_What you have to do_
Keeping every word and mark, copy all of the data.

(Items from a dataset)
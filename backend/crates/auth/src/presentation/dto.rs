//! API DTOs (Data Transfer Objects)
//!
//! Request bodies keep the snake_case field names the validation rules
//! refer to (`password_confirmation`, `current_password`).

use chrono::{DateTime, Utc};
use serde::{Deserialize, Serialize};

use crate::application::{
    ConfirmEmailInput, DeleteAccountInput, LogoutOtherDevicesInput, PasswordForgotInput,
    PasswordResetInput, RegisterInput, RememberLoginInput, SendEmailConfirmationInput,
    UpdateMeInput, VerifyEmailInput,
};
use crate::domain::entity::principal::Principal;

// ============================================================================
// Register
// ============================================================================

#[derive(Debug, Clone, Deserialize)]
pub struct RegisterRequest {
    #[serde(default)]
    pub name: String,
    #[serde(default)]
    pub email: String,
    #[serde(default)]
    pub password: String,
    #[serde(default)]
    pub password_confirmation: String,
    #[serde(default)]
    pub remember: bool,
    pub locale: Option<String>,
}

impl From<RegisterRequest> for RegisterInput {
    fn from(req: RegisterRequest) -> Self {
        Self {
            name: req.name,
            email: req.email,
            password: req.password,
            password_confirmation: req.password_confirmation,
            remember: req.remember,
            locale: req.locale,
        }
    }
}

// ============================================================================
// Me
// ============================================================================

/// Partial update; absent fields stay unchanged
#[derive(Debug, Clone, Default, Deserialize)]
pub struct UpdateMeRequest {
    pub name: Option<String>,
    pub email: Option<String>,
    pub password: Option<String>,
    pub password_confirmation: Option<String>,
    pub current_password: Option<String>,
    pub locale: Option<String>,
}

impl From<UpdateMeRequest> for UpdateMeInput {
    fn from(req: UpdateMeRequest) -> Self {
        Self {
            name: req.name,
            email: req.email,
            password: req.password,
            password_confirmation: req.password_confirmation,
            current_password: req.current_password,
            locale: req.locale,
        }
    }
}

/// Password confirmation body shared by logout-other-devices and account
/// deletion
#[derive(Debug, Clone, Default, Deserialize)]
pub struct PasswordCheckRequest {
    pub password: Option<String>,
}

impl From<PasswordCheckRequest> for LogoutOtherDevicesInput {
    fn from(req: PasswordCheckRequest) -> Self {
        Self {
            password: req.password,
        }
    }
}

impl From<PasswordCheckRequest> for DeleteAccountInput {
    fn from(req: PasswordCheckRequest) -> Self {
        Self {
            password: req.password,
        }
    }
}

#[derive(Debug, Clone, Serialize, PartialEq, Eq)]
pub struct MeAttributes {
    pub name: String,
    pub email: Option<String>,
    pub email_verified_at: Option<DateTime<Utc>>,
    pub locale: Option<String>,
}

/// Public representation of the authenticated principal
#[derive(Debug, Clone, Serialize, PartialEq, Eq)]
pub struct MeResource {
    pub id: String,
    #[serde(rename = "type")]
    pub kind: String,
    pub slug: String,
    pub attributes: MeAttributes,
}

impl From<&Principal> for MeResource {
    fn from(principal: &Principal) -> Self {
        let id = principal.id.to_string();
        Self {
            slug: id.clone(),
            id,
            kind: principal.guard.as_str().to_owned(),
            attributes: MeAttributes {
                name: principal.name.as_str().to_owned(),
                email: principal.email.as_ref().map(|e| e.as_str().to_owned()),
                email_verified_at: principal.email_verified_at,
                locale: principal.locale.clone(),
            },
        }
    }
}

// ============================================================================
// Password
// ============================================================================

#[derive(Debug, Clone, Deserialize)]
pub struct PasswordForgotRequest {
    #[serde(default)]
    pub email: String,
}

impl From<PasswordForgotRequest> for PasswordForgotInput {
    fn from(req: PasswordForgotRequest) -> Self {
        Self { email: req.email }
    }
}

#[derive(Debug, Clone, Deserialize)]
pub struct PasswordResetRequest {
    #[serde(default)]
    pub token: String,
    #[serde(default)]
    pub email: String,
    #[serde(default)]
    pub password: String,
    #[serde(default)]
    pub password_confirmation: String,
}

impl From<PasswordResetRequest> for PasswordResetInput {
    fn from(req: PasswordResetRequest) -> Self {
        Self {
            token: req.token,
            email: req.email,
            password: req.password,
            password_confirmation: req.password_confirmation,
        }
    }
}

/// Status message returned by forgot/reset
#[derive(Debug, Clone, Serialize)]
pub struct StatusResponse {
    pub status: String,
}

// ============================================================================
// Email verification / confirmation
// ============================================================================

/// Query string of a signed verification link
#[derive(Debug, Clone, Default, Deserialize)]
#[serde(transparent)]
pub struct VerifyEmailQuery {
    pub params: Vec<(String, String)>,
}

impl From<VerifyEmailQuery> for VerifyEmailInput {
    fn from(query: VerifyEmailQuery) -> Self {
        Self {
            params: query.params,
        }
    }
}

#[derive(Debug, Clone, Deserialize)]
pub struct SendEmailConfirmationRequest {
    #[serde(default)]
    pub email: String,
}

impl From<SendEmailConfirmationRequest> for SendEmailConfirmationInput {
    fn from(req: SendEmailConfirmationRequest) -> Self {
        Self { email: req.email }
    }
}

#[derive(Debug, Clone, Deserialize)]
pub struct ConfirmEmailRequest {
    #[serde(default)]
    pub email: String,
    #[serde(default)]
    pub code: String,
}

impl From<ConfirmEmailRequest> for ConfirmEmailInput {
    fn from(req: ConfirmEmailRequest) -> Self {
        Self {
            email: req.email,
            code: req.code,
        }
    }
}

// ============================================================================
// Remember me
// ============================================================================

#[derive(Debug, Clone, Deserialize)]
pub struct RememberLoginRequest {
    #[serde(default)]
    pub id: String,
    #[serde(default)]
    pub token: String,
}

impl From<RememberLoginRequest> for RememberLoginInput {
    fn from(req: RememberLoginRequest) -> Self {
        Self {
            id: req.id,
            token: req.token,
        }
    }
}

_Your response_
filename backend/crates/auth/src/presentation/dto.rs
//! API DTOs (Data Transfer Objects)
//!
//! Request bodies keep the snake_case field names the validation rules
//! refer to (`password_confirmation`, `current_password`).

use chrono::{DateTime, Utc};
use serde::{Deserialize, Serialize};

use crate::application::{
    ConfirmEmailInput, DeleteAccountInput, LogoutOtherDevicesInput, PasswordForgotInput,
    PasswordResetInput, RegisterInput, RememberLoginInput, SendEmailConfirmationInput,
    UpdateMeInput, VerifyEmailInput,
};
use crate::domain::entity::principal::Principal;

// ============================================================================
// Register
// ============================================================================

#[derive(Debug, Clone, Deserialize)]
pub struct RegisterRequest {
    #[serde(default)]
    pub name: String,
    #[serde(default)]
    pub email: String,
    #[serde(default)]
    pub password: String,
    #[serde(default)]
    pub password_confirmation: String,
    #[serde(default)]
    pub remember: bool,
    pub locale: Option<String>,
}

impl From<RegisterRequest> for RegisterInput {
    fn from(req: RegisterRequest) -> Self {
        Self {
            name: req.name,
            email: req.email,
            password: req.password,
            password_confirmation: req.password_confirmation,
            remember: req.remember,
            locale: req.locale,
        }
    }
}

// ============================================================================
// Me
// ============================================================================

/// Partial update; absent fields stay unchanged
#[derive(Debug, Clone, Default, Deserialize)]
pub struct UpdateMeRequest {
    pub name: Option<String>,
    pub email: Option<String>,
    pub password: Option<String>,
    pub password_confirmation: Option<String>,
    pub current_password: Option<String>,
    pub locale: Option<String>,
}

impl From<UpdateMeRequest> for UpdateMeInput {
    fn from(req: UpdateMeRequest) -> Self {
        Self {
            name: req.name,
            email: req.email,
            password: req.password,
            password_confirmation: req.password_confirmation,
            current_password: req.current_password,
            locale: req.locale,
        }
    }
}

/// Password confirmation body shared by logout-other-devices and account
/// deletion
#[derive(Debug, Clone, Default, Deserialize)]
pub struct PasswordCheckRequest {
    pub password: Option<String>,
}

impl From<PasswordCheckRequest> for LogoutOtherDevicesInput {
    fn from(req: PasswordCheckRequest) -> Self {
        Self {
            password: req.password,
        }
    }
}

impl From<PasswordCheckRequest> for DeleteAccountInput {
    fn from(req: PasswordCheckRequest) -> Self {
        Self {
            password: req.password,
        }
    }
}

#[derive(Debug, Clone, Serialize, PartialEq, Eq)]
pub struct MeAttributes {
    pub name: String,
    pub email: Option<String>,
    pub email_verified_at: Option<DateTime<Utc>>,
    pub locale: Option<String>,
}

/// Public representation of the authenticated principal
#[derive(Debug, Clone, Serialize, PartialEq, Eq)]
pub struct MeResource {
    pub id: String,
    #[serde(rename = "type")]
    pub kind: String,
    pub slug: String,
    pub attributes: MeAttributes,
}

impl From<&Principal> for MeResource {
    fn from(principal: &Principal) -> Self {
        let id = principal.id.to_string();
        Self {
            slug: id.clone(),
            id,
            kind: principal.guard.as_str().to_owned(),
            attributes: MeAttributes {
                name: principal.name.as_str().to_owned(),
                email: principal.email.as_ref().map(|e| e.as_str().to_owned()),
                email_verified_at: principal.email_verified_at,
                locale: principal.locale.clone(),
            },
        }
    }
}

// ============================================================================
// Password
// ============================================================================

#[derive(Debug, Clone, Deserialize)]
pub struct PasswordForgotRequest {
    #[serde(default)]
    pub email: String,
}

impl From<PasswordForgotRequest> for PasswordForgotInput {
    fn from(req: PasswordForgotRequest) -> Self {
        Self { email: req.email }
    }
}

#[derive(Debug, Clone, Deserialize)]
pub struct PasswordResetRequest {
    #[serde(default)]
    pub token: String,
    #[serde(default)]
    pub email: String,
    #[serde(default)]
    pub password: String,
    #[serde(default)]
    pub password_confirmation: String,
}

impl From<PasswordResetRequest> for PasswordResetInput {
    fn from(req: PasswordResetRequest) -> Self {
        Self {
            token: req.token,
            email: req.email,
            password: req.password,
            password_confirmation: req.password_confirmation,
        }
    }
}

/// Status message returned by forgot/reset
#[derive(Debug, Clone, Serialize)]
pub struct StatusResponse {
    pub status: String,
}

// ============================================================================
// Email verification / confirmation
// ============================================================================

/// Query string of a signed verification link
#[derive(Debug, Clone, Default, Deserialize)]
#[serde(transparent)]
pub struct VerifyEmailQuery {
    pub params: Vec<(String, String)>,
}

impl From<VerifyEmailQuery> for VerifyEmailInput {
    fn from(query: VerifyEmailQuery) -> Self {
        Self {
            params: query.params,
        }
    }
}

#[derive(Debug, Clone, Deserialize)]
pub struct SendEmailConfirmationRequest {
    #[serde(default)]
    pub email: String,
}

impl From<SendEmailConfirmationRequest> for SendEmailConfirmationInput {
    fn from(req: SendEmailConfirmationRequest) -> Self {
        Self { email: req.email }
    }
}

#[derive(Debug, Clone, Deserialize)]
pub struct ConfirmEmailRequest {
    #[serde(default)]
    pub email: String,
    #[serde(default)]
    pub code: String,
}

impl From<ConfirmEmailRequest> for ConfirmEmailInput {
    fn from(req: ConfirmEmailRequest) -> Self {
        Self {
            email: req.email,
            code: req.code,
        }
    }
}

// ============================================================================
// Remember me
// ============================================================================

#[derive(Debug, Clone, Deserialize)]
pub struct RememberLoginRequest {
    #[serde(default)]
    pub id: String,
    #[serde(default)]
    pub token: String,
}

impl From<RememberLoginRequest> for RememberLoginInput {
    fn from(req: RememberLoginRequest) -> Self {
        Self {
            id: req.id,
            token: req.token,
        }
    }
}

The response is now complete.